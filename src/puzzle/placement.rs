//! Derived render view: logical grid positions mapped to pixel space.
//!
//! The grid is the single source of truth; the placement list is
//! recomputed from grid + drag state every frame and never stored. The
//! board model itself holds no pixel coordinates.

use serde::{Deserialize, Serialize};

use super::drag::{MoveResolver, Point};
use super::grid::{Cell, Grid, TileId};

/// Render-ready description of one tile for a single frame.
#[derive(Debug, Clone, Copy, PartialEq, Serialize, Deserialize)]
pub struct TilePlacement {
    /// The tile.
    pub tile: TileId,
    /// Continuous pixel center. Grid-aligned except for a tile that is
    /// mid-drag.
    pub center: Point,
    /// True for the tile currently being dragged.
    pub selected: bool,
}

/// Pixel center of `cell`.
pub fn cell_center(cell: Cell, tile_width: f32) -> Point {
    Point {
        x: cell.col as f32 * tile_width + tile_width / 2.0,
        y: cell.row as f32 * tile_width + tile_width / 2.0,
    }
}

/// The cell containing pixel point `point`, if it lies on the canvas.
pub fn cell_at(point: Point, tile_width: f32, dim: u16) -> Option<Cell> {
    let col = (point.x / tile_width).floor();
    let row = (point.y / tile_width).floor();
    if col < 0.0 || row < 0.0 || col >= dim as f32 || row >= dim as f32 {
        return None;
    }
    Some(Cell {
        col: col as u16,
        row: row as u16,
    })
}

/// Computes the placement of every tile for the current frame.
///
/// Tiles at rest sit on their cell centers; the dragged tile (if any)
/// sits at its continuous drag position and is listed last so it renders
/// on top.
pub fn placements(grid: &Grid, resolver: &MoveResolver, tile_width: f32) -> Vec<TilePlacement> {
    let total = grid.dim() as usize * grid.dim() as usize;
    let drag = resolver.dragging();
    let mut out = Vec::with_capacity(total - 1);
    for id in 1..total as u16 {
        let tile = TileId(id);
        if drag.is_some_and(|d| d.tile() == tile) {
            continue;
        }
        let Ok(cell) = grid.locate(tile) else {
            continue;
        };
        out.push(TilePlacement {
            tile,
            center: cell_center(cell, tile_width),
            selected: false,
        });
    }
    if let Some(drag) = drag {
        out.push(TilePlacement {
            tile: drag.tile(),
            center: drag.position(),
            selected: true,
        });
    }
    out
}
//! Terminal UI for Sliding Tiles.
//!
//! A thin presentation adapter over the puzzle core: crossterm mouse
//! capture supplies the pointer-down/move/up events, terminal cells are
//! mapped into the logical canvas pixel space the core operates in, and
//! every frame re-renders the derived tile placements.

mod app;
mod ui;

use anyhow::Result;
use crossterm::{
    event::{
        self, DisableMouseCapture, EnableMouseCapture, Event, KeyCode, KeyEventKind, MouseButton,
        MouseEvent, MouseEventKind,
    },
    execute,
    terminal::{EnterAlternateScreen, LeaveAlternateScreen, disable_raw_mode, enable_raw_mode},
};
use rand::SeedableRng;
use rand::rngs::StdRng;
use ratatui::{Terminal, backend::CrosstermBackend, layout::Rect};
use std::io;
use std::time::Duration;
use tracing::{error, info};

use crate::config::GameConfig;
use crate::puzzle::Point;

use app::App;

/// Runs the terminal UI until the player quits.
///
/// A `seed` makes the scramble reproducible; otherwise the RNG is seeded
/// from entropy.
pub fn run(config: GameConfig, seed: Option<u64>) -> Result<()> {
    // Log to a file so tracing output does not corrupt the alternate
    // screen.
    let log_file = std::fs::File::create("sliding_tiles_tui.log")?;
    let _ = tracing_subscriber::fmt()
        .with_env_filter(
            tracing_subscriber::EnvFilter::try_from_default_env()
                .unwrap_or_else(|_| tracing_subscriber::EnvFilter::new("info")),
        )
        .with_writer(std::sync::Arc::new(log_file))
        .with_ansi(false)
        .try_init();

    info!("Starting Sliding Tiles TUI");

    let mut rng = match seed {
        Some(seed) => StdRng::seed_from_u64(seed),
        None => StdRng::from_entropy(),
    };

    enable_raw_mode()?;
    let mut stdout = io::stdout();
    execute!(stdout, EnterAlternateScreen, EnableMouseCapture)?;
    let backend = CrosstermBackend::new(stdout);
    let mut terminal = Terminal::new(backend)?;

    let mut app = App::new(config);
    app.scramble(&mut rng);

    let res = run_app(&mut terminal, &mut app, &mut rng);

    disable_raw_mode()?;
    execute!(
        terminal.backend_mut(),
        LeaveAlternateScreen,
        DisableMouseCapture
    )?;
    terminal.show_cursor()?;

    if let Err(err) = res {
        error!(error = ?err, "UI loop error");
        eprintln!("Error: {:?}", err);
    }

    Ok(())
}

fn run_app<B: ratatui::backend::Backend>(
    terminal: &mut Terminal<B>,
    app: &mut App,
    rng: &mut StdRng,
) -> Result<()> {
    loop {
        terminal.draw(|f| ui::draw(f, app))?;

        // Poll the win detector once per frame.
        app.refresh();

        if event::poll(Duration::from_millis(33))? {
            match event::read()? {
                Event::Key(key) if key.kind == KeyEventKind::Press => match key.code {
                    KeyCode::Char('q') | KeyCode::Esc => {
                        info!("User quit");
                        return Ok(());
                    }
                    KeyCode::Char('r') => app.restart(rng),
                    _ => {}
                },
                Event::Mouse(mouse) => {
                    let size = terminal.size()?;
                    let area = Rect::new(0, 0, size.width, size.height);
                    handle_mouse(app, mouse, area);
                }
                _ => {}
            }
        }
    }
}

/// Forwards one mouse event to the game, mapping terminal cells into the
/// canvas pixel space the core operates in.
fn handle_mouse(app: &mut App, mouse: MouseEvent, area: Rect) {
    let dim = app.game().grid().dim();
    let canvas = app.game().config().tile_width() * dim as f32;
    let board = ui::board_rect(area, dim);
    let point = canvas_point(mouse.column, mouse.row, board, canvas);

    match (mouse.kind, point) {
        (MouseEventKind::Down(MouseButton::Left), Some(point)) => {
            app.game_mut().pointer_down(point);
        }
        (MouseEventKind::Drag(MouseButton::Left), Some(point)) => {
            app.game_mut().pointer_move(point);
        }
        (MouseEventKind::Up(MouseButton::Left), _) => {
            app.game_mut().pointer_up();
        }
        _ => {}
    }
}

/// Maps a terminal cell (its center) to canvas pixel coordinates.
/// Out-of-board cells map to out-of-canvas points, which the core
/// rejects on its own.
fn canvas_point(column: u16, row: u16, board: Rect, canvas: f32) -> Option<Point> {
    if board.width == 0 || board.height == 0 {
        return None;
    }
    let x = (column as f32 - board.x as f32 + 0.5) / board.width as f32 * canvas;
    let y = (row as f32 - board.y as f32 + 0.5) / board.height as f32 * canvas;
    Some(Point { x, y })
}
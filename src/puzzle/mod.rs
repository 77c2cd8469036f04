//! The puzzle core: board model, shuffler, move resolver, win detection.

mod direction;
mod drag;
mod error;
mod grid;
mod placement;
mod rules;
pub mod shuffle;

pub use direction::Direction;
pub use drag::{DragPhase, DragState, MoveResolver, Point};
pub use error::GridError;
pub use grid::{Cell, Grid, TileId};
pub use placement::{cell_at, cell_center, placements, TilePlacement};
pub use rules::Game;
pub use shuffle::{scramble, shuffle};
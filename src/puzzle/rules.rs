//! Game engine: a single puzzle session.

use derive_getters::Getters;
use rand::Rng;
use tracing::{error, info, instrument};

use crate::config::GameConfig;

use super::drag::{MoveResolver, Point};
use super::grid::{Grid, TileId};
use super::placement::{self, TilePlacement};
use super::shuffle;

/// A puzzle session: the grid, the drag resolver, and the configuration,
/// owned together so no game state lives in ambient globals.
///
/// All mutation funnels through the pointer handlers and the scramble;
/// both only ever touch the grid through [`Grid::swap_with_empty`].
#[derive(Debug, Getters)]
pub struct Game {
    /// Startup constants.
    config: GameConfig,
    /// The logical board.
    grid: Grid,
    #[getter(skip)]
    resolver: MoveResolver,
    #[getter(skip)]
    moves: u32,
}

impl Game {
    /// Creates a session with a solved grid. Call [`Game::scramble`]
    /// before handing it to a player.
    #[instrument(skip(config))]
    pub fn new(config: GameConfig) -> Self {
        let grid = Grid::solved(*config.grid_dim());
        Self {
            config,
            grid,
            resolver: MoveResolver::new(),
            moves: 0,
        }
    }

    /// Scrambles the grid with a random walk whose length is drawn from
    /// `[0, shuffle_bound)`. Returns the drawn step count.
    pub fn scramble<R: Rng + ?Sized>(&mut self, rng: &mut R) -> u32 {
        self.moves = 0;
        shuffle::scramble(&mut self.grid, *self.config.shuffle_bound(), rng)
    }

    /// Discards the current grid and starts a freshly scrambled one.
    /// Returns the drawn step count.
    #[instrument(skip(self, rng))]
    pub fn restart<R: Rng + ?Sized>(&mut self, rng: &mut R) -> u32 {
        info!("restarting session");
        self.grid = Grid::solved(*self.config.grid_dim());
        self.resolver = MoveResolver::new();
        self.scramble(rng)
    }

    /// Forwards a pointer-down event to the resolver. Returns the
    /// grabbed tile, if any.
    pub fn pointer_down(&mut self, pointer: Point) -> Option<TileId> {
        self.resolver
            .pointer_down(&self.grid, self.config.tile_width(), pointer)
    }

    /// Forwards a pointer-move event to the resolver.
    pub fn pointer_move(&mut self, pointer: Point) {
        self.resolver
            .pointer_move(&self.grid, self.config.tile_width(), pointer);
    }

    /// Forwards a pointer-up event to the resolver and commits the move,
    /// if any. Returns the tile that moved.
    ///
    /// A resolver failure here means the drag logic and the grid fell
    /// out of sync. That is never the player's fault, so it is logged
    /// and swallowed; the grid stays untouched and the tile snaps back.
    pub fn pointer_up(&mut self) -> Option<TileId> {
        match self
            .resolver
            .pointer_up(&mut self.grid, self.config.tile_width())
        {
            Ok(Some(tile)) => {
                self.moves += 1;
                Some(tile)
            }
            Ok(None) => None,
            Err(err) => {
                error!(%err, "move resolution failed; board left unchanged");
                None
            }
        }
    }

    /// Per-frame render view of every tile.
    pub fn placements(&self) -> Vec<TilePlacement> {
        placement::placements(&self.grid, &self.resolver, self.config.tile_width())
    }

    /// Win detector: true iff the grid is back in ascending order with
    /// the empty cell at the bottom-right. Pure; intended to be polled
    /// once per frame.
    pub fn is_won(&self) -> bool {
        self.grid.is_solved()
    }

    /// Number of committed player moves since the last scramble.
    pub fn moves(&self) -> u32 {
        self.moves
    }

    /// True iff a drag gesture is currently active.
    pub fn is_dragging(&self) -> bool {
        self.resolver.dragging().is_some()
    }
}
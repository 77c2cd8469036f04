//! Sliding Tiles library - a mouse-driven sliding-tile puzzle.
//!
//! The logical engine is pure and synchronous: a [`puzzle::Grid`] holds
//! the board (every tile id exactly once plus a single empty cell), a
//! random-walk shuffler produces solvable start states, and a
//! [`puzzle::MoveResolver`] turns pointer gestures into single legal
//! moves. The terminal UI in [`tui`] is a thin adapter that captures
//! mouse events and draws the derived tile placements each frame.
//!
//! # Example
//!
//! ```
//! use rand::SeedableRng;
//! use rand::rngs::StdRng;
//! use sliding_tiles::{Game, GameConfig};
//!
//! let mut game = Game::new(GameConfig::default());
//! let mut rng = StdRng::seed_from_u64(42);
//! let steps = game.scramble(&mut rng);
//! assert!(steps < 200);
//! ```

#![warn(missing_docs)]
#![forbid(unsafe_code)]

// Public module declarations
pub mod config;
pub mod puzzle;
pub mod tui;

// Crate-level exports - configuration
pub use config::{ConfigError, GameConfig};

// Crate-level exports - puzzle core
pub use puzzle::{
    Cell, Direction, DragPhase, DragState, Game, Grid, GridError, MoveResolver, Point, TileId,
    TilePlacement,
};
|---|
### WHAT IS BEING ASKED
Lines of the material in which the word "core" occurs are to be copied out.

### SOLUTION FOR THIS TASK
//! A thin presentation adapter over the puzzle core: crossterm mouse
//! mapped into the logical canvas pixel space the core operates in, and
/// canvas pixel space the core operates in.
/// Out-of-board cells map to out-of-canvas points, which the core
//! The puzzle core: board model, shuffler, move resolver, win detection.
// Crate-level exports - puzzle core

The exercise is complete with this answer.